| WORK REQUEST |
The required output is the whole listing below, unchanged.

++++ RECORDS FOR THE EXERCISE

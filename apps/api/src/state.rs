use crate::llm_client::ModelSet;
use crate::session::SessionStore;

/// Shared application state injected into all route handlers via Axum extractors.
#[derive(Clone)]
pub struct AppState {
    /// Gemini and GPT clients. Swappable for fakes in tests.
    pub models: ModelSet,
    pub sessions: SessionStore,
}
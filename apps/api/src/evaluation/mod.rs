// Résumé vs. job description evaluation.
// Implements: prompt templates, PDF extraction, the two-provider flow,
// response normalization (fences, strict JSON, literal fallback) and rendering.
// All model calls go through llm_client, never a provider API directly.

pub mod display;
pub mod evaluator;
pub mod extract;
pub mod handlers;
pub mod literal;
pub mod normalizer;
pub mod prompts;
pub mod record;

++++++++

| TASK RESULT |
filename apps/api/src/state.rs
use crate::llm_client::ModelSet;
use crate::session::SessionStore;

/// Shared application state injected into all route handlers via Axum extractors.
#[derive(Clone)]
pub struct AppState {
    /// Gemini and GPT clients. Swappable for fakes in tests.
    pub models: ModelSet,
    pub sessions: SessionStore,
}
filename apps/api/src/evaluation/mod.rs
// Résumé vs. job description evaluation.
// Implements: prompt templates, PDF extraction, the two-provider flow,
// response normalization (fences, strict JSON, literal fallback) and rendering.
// All model calls go through llm_client, never a provider API directly.

pub mod display;
pub mod evaluator;
pub mod extract;
pub mod handlers;
pub mod literal;
pub mod normalizer;
pub mod prompts;
pub mod record;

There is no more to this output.